Versions of these questions come up as e-commerce delivery explodes, and they pop up whenever localities find places for outdoor dining, biking, ride-hailing like Uber, ride-hailing. foot, bus, driverless car, electric motorbike or flying taxi. These are all flavors of the same dispute over who belongs and who doesn’t belong in our shared space and who is more or less deserving of a limited resource.
“For 100 years, we’ve had all sorts of things on the streets, streets and sidewalks that we didn’t know what to do with it,” said Bryant Walker Smith, a professor at the University of South Carolina law school who did the research. emerging transportation. He points out that there was a time when cars were the new and controversial thing on the road.
Smith acknowledges that there are no simple answers to who and what belongs to our streets and sidewalks.
Not allowing public spaces to flourish is self-defeating. We may miss out on helpful changes to our homeland or better ways to move people and goods around. But it also has the potential to be destructive when it comes to allowing a free van, like a delivery van to navigate neighborhoods, a golf cart on a freeway, or a sea of cars and scooters clogging every road. .
Smith said it is appropriate for different communities to make their own choices about sidewalk robots, bike lanes or ride-hailing services, even without a common blueprint for how handling these things is ungrateful. He said universities, which have so far been the hub of robot delivery, have the power to set rules like speed and weight limits and keep couriers on their promises. .
Officials and all of us need to ask what we want for our communities, he said, and then envision how we want the public space to serve those goals. That means thinking holistically about the use of roads and sidewalks, not treating robot carriers, electric scooters, personal cars, or UPS trucks as discrete modes of transportation. fragmentary.

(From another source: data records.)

pub mod identity;
pub mod jwt;
pub mod middleware;
pub mod password;

use std::sync::Arc;

use serde::Serialize;
use tracing::{info, warn};
use utoipa::ToSchema;

use hololith_core::tenant::normalize_email;
use hololith_core::{User, UserId};
use hololith_engine::{Clock, EngineError};
use hololith_store::{Repository, StoreError};

use crate::config::AuthConfig;
use crate::error::ServerError;

use self::identity::{AuthUser, UserInfo};
use self::jwt::JwtManager;
use self::password::{hash_password, verify_password};

/// Shortest accepted password.
pub const MIN_PASSWORD_LEN: usize = 8;

const EMAIL_IN_USE: &str = "Email already in use";
const INVALID_CREDENTIALS: &str = "Invalid credentials";
const INVALID_REFRESH: &str = "Invalid refresh";

/// Tokens handed out by register, login and refresh.
#[derive(Debug, Clone, Serialize, ToSchema)]
#[serde(rename_all = "camelCase")]
pub struct AuthSession {
    pub user: UserInfo,
    pub access_token: String,
    pub refresh_token: String,
}

/// Account registration, login and token rotation.
///
/// Only an argon2 hash of the most recently issued refresh token is stored,
/// so issuing a new pair invalidates the previous refresh token.
pub struct AuthProvider {
    access: JwtManager,
    refresh: JwtManager,
    repo: Arc<dyn Repository>,
    clock: Arc<dyn Clock>,
}

impl AuthProvider {
    pub fn new(config: &AuthConfig, repo: Arc<dyn Repository>, clock: Arc<dyn Clock>) -> Self {
        Self {
            access: JwtManager::new(&config.access_secret, config.access_expiry_seconds),
            refresh: JwtManager::new(&config.refresh_secret, config.refresh_expiry_seconds),
            repo,
            clock,
        }
    }

    /// Validate an access token.
    pub fn authenticate(&self, token: &str) -> Result<AuthUser, String> {
        self.access.validate_token(token)
    }

    pub async fn register(&self, email: &str, password: &str) -> Result<AuthSession, ServerError> {
        let email = normalize_email(email);
        validate_email(&email)?;
        if password.chars().count() < MIN_PASSWORD_LEN {
            return Err(ServerError::BadRequest(format!(
                "password must be at least {MIN_PASSWORD_LEN} characters"
            )));
        }

        if self.repo.find_user_by_email(&email).await.map_err(engine)?.is_some() {
            return Err(ServerError::BadRequest(EMAIL_IN_USE.into()));
        }

        let user = User {
            id: UserId::generate(),
            email,
            password_hash: hash_password(password).map_err(ServerError::Internal)?,
            refresh_token_hash: None,
            created_at: self.clock.now(),
        };
        match self.repo.create_user(&user).await {
            Ok(()) => {}
            Err(StoreError::Conflict(_)) => return Err(ServerError::BadRequest(EMAIL_IN_USE.into())),
            Err(e) => return Err(engine(e)),
        }
        info!(user_id = %user.id, "user registered");

        self.issue_session(AuthUser {
            id: user.id,
            email: user.email,
        })
        .await
    }

    pub async fn login(&self, email: &str, password: &str) -> Result<AuthSession, ServerError> {
        let email = normalize_email(email);
        let user = self
            .repo
            .find_user_by_email(&email)
            .await
            .map_err(engine)?
            .ok_or_else(|| ServerError::Unauthorized(INVALID_CREDENTIALS.into()))?;

        if !verify_password(&user.password_hash, password) {
            warn!(user_id = %user.id, "login rejected");
            return Err(ServerError::Unauthorized(INVALID_CREDENTIALS.into()));
        }

        self.issue_session(AuthUser {
            id: user.id,
            email: user.email,
        })
        .await
    }

    /// Exchange a refresh token for a new token pair.
    pub async fn refresh(&self, refresh_token: &str) -> Result<AuthSession, ServerError> {
        let invalid = || ServerError::Unauthorized(INVALID_REFRESH.into());

        let claimed = self.refresh.validate_token(refresh_token).map_err(|_| invalid())?;
        let user = self
            .repo
            .get_user(&claimed.id)
            .await
            .map_err(engine)?
            .ok_or_else(invalid)?;
        let stored = user.refresh_token_hash.as_deref().ok_or_else(invalid)?;
        if !verify_password(stored, refresh_token) {
            return Err(invalid());
        }

        self.issue_session(AuthUser {
            id: user.id,
            email: user.email,
        })
        .await
    }

    /// Forget the stored refresh token.
    pub async fn logout(&self, user: &AuthUser) -> Result<(), ServerError> {
        self.repo
            .set_refresh_token_hash(&user.id, None)
            .await
            .map_err(engine)?;
        info!(user_id = %user.id, "user logged out");
        Ok(())
    }

    /// The current account, as stored.
    pub async fn me(&self, user: &AuthUser) -> Result<UserInfo, ServerError> {
        let stored = self
            .repo
            .get_user(&user.id)
            .await
            .map_err(engine)?
            .ok_or_else(|| ServerError::Unauthorized("Unauthorized".into()))?;
        Ok(UserInfo {
            id: stored.id,
            email: stored.email,
        })
    }

    async fn issue_session(&self, user: AuthUser) -> Result<AuthSession, ServerError> {
        let access_token = self.access.issue_token(&user).map_err(ServerError::Internal)?;
        let refresh_token = self.refresh.issue_token(&user).map_err(ServerError::Internal)?;
        let refresh_hash = hash_password(&refresh_token).map_err(ServerError::Internal)?;
        self.repo
            .set_refresh_token_hash(&user.id, Some(&refresh_hash))
            .await
            .map_err(engine)?;

        Ok(AuthSession {
            user: UserInfo::from(&user),
            access_token,
            refresh_token,
        })
    }
}

fn engine(e: StoreError) -> ServerError {
    ServerError::Engine(EngineError::Store(e))
}

fn validate_email(email: &str) -> Result<(), ServerError> {
    let valid = email.split_once('@').is_some_and(|(local, domain)| {
        !local.is_empty()
            && domain.contains('.')
            && !domain.starts_with('.')
            && !domain.ends_with('.')
            && !email.chars().any(char::is_whitespace)
    });
    if valid {
        Ok(())
    } else {
        Err(ServerError::BadRequest("email must be an email".into()))
    }
}

#[cfg(test)]
mod tests {
    use hololith_engine::SystemClock;
    use hololith_store_memory::MemoryRepository;

    use super::*;

    fn provider() -> AuthProvider {
        AuthProvider::new(
            &AuthConfig::default(),
            Arc::new(MemoryRepository::new()),
            Arc::new(SystemClock),
        )
    }

    #[test]
    fn email_shapes() {
        assert!(validate_email("a@example.com").is_ok());
        assert!(validate_email("a@example").is_err());
        assert!(validate_email("@example.com").is_err());
        assert!(validate_email("a b@example.com").is_err());
        assert!(validate_email("nope").is_err());
    }

    #[tokio::test]
    async fn register_normalizes_and_rejects_duplicates() {
        let auth = provider();
        let session = auth.register("  Alice@Example.com ", "password123").await.unwrap();
        assert_eq!(session.user.email, "alice@example.com");
        assert_eq!(
            auth.authenticate(&session.access_token).unwrap().id,
            session.user.id
        );

        let err = auth.register("alice@example.com", "password123").await.unwrap_err();
        assert!(matches!(err, ServerError::BadRequest(m) if m == EMAIL_IN_USE));

        let err = auth.register("bob@example.com", "short").await.unwrap_err();
        assert!(matches!(err, ServerError::BadRequest(_)));
    }

    #[tokio::test]
    async fn login_checks_password() {
        let auth = provider();
        auth.register("carol@example.com", "password123").await.unwrap();
        assert!(auth.login("CAROL@example.com", "password123").await.is_ok());

        for (email, password) in [
            ("carol@example.com", "wrong-password"),
            ("nobody@example.com", "password123"),
        ] {
            let err = auth.login(email, password).await.unwrap_err();
            assert!(matches!(err, ServerError::Unauthorized(m) if m == INVALID_CREDENTIALS));
        }
    }

    #[tokio::test]
    async fn refresh_rotates_and_logout_revokes() {
        let auth = provider();
        let first = auth.register("dave@example.com", "password123").await.unwrap();

        let second = auth.refresh(&first.refresh_token).await.unwrap();
        assert_eq!(second.user.id, first.user.id);

        // The first refresh token was replaced by the rotation.
        let err = auth.refresh(&first.refresh_token).await.unwrap_err();
        assert!(matches!(err, ServerError::Unauthorized(m) if m == INVALID_REFRESH));

        // An access token is not a refresh token.
        assert!(auth.refresh(&second.access_token).await.is_err());

        let user = auth.authenticate(&second.access_token).unwrap();
        auth.logout(&user).await.unwrap();
        assert!(auth.refresh(&second.refresh_token).await.is_err());
        assert_eq!(auth.me(&user).await.unwrap().email, "dave@example.com");
    }
}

Above all, says Smith, people and policymakers should not only be thinking about what to do about new forms of transportation, but also be ready to reimagine the status quo of cars and trucks with as the dominant users of public spaces, with everything and everyone else competing for curbs and sidewalks.
Due to the high costs that transportation causes to communities, such as traffic congestion, road deaths, climate change, and the need for physical space, Smith says we may need to be wealthy. more imaginative about making room for anything other than cars. “Let’s encourage diversity and see what happens,” he said.
This is going to be messy and controversial, but as Smith said, that’s how change works.
To read more about emerging means of transport: (Registration may be required for these.)
Before we go…
Government of Israel request denied from Ukraine and Estonia in recent years to use controversial digital spying technology called Pegasus to hack Russian phones. My colleagues Ronen Bergman and Mark Mazzetti report that Israel is worried about damaging its relationship with the Kremlin.
For more on Pegasus, read this survey from January.
He is a British teenager: Cybersecurity researchers believe they have identified a 16-year-old who they say was the spearhead of a series of computer attacks targeting tech companies including Microsoft and the computer chip company Nvidia, Bloomberg News reported. (Registration may be required.)
Moments of peace in the war for apps: Users of Spotify’s Android app will soon have parallel options to pay for music subscriptions through Google’s or Spotify’s payment systems. My colleague Dai Wakabayashi explains why this tweak is a fascinating moment in the global quest to gain control of apps from Google and Apple.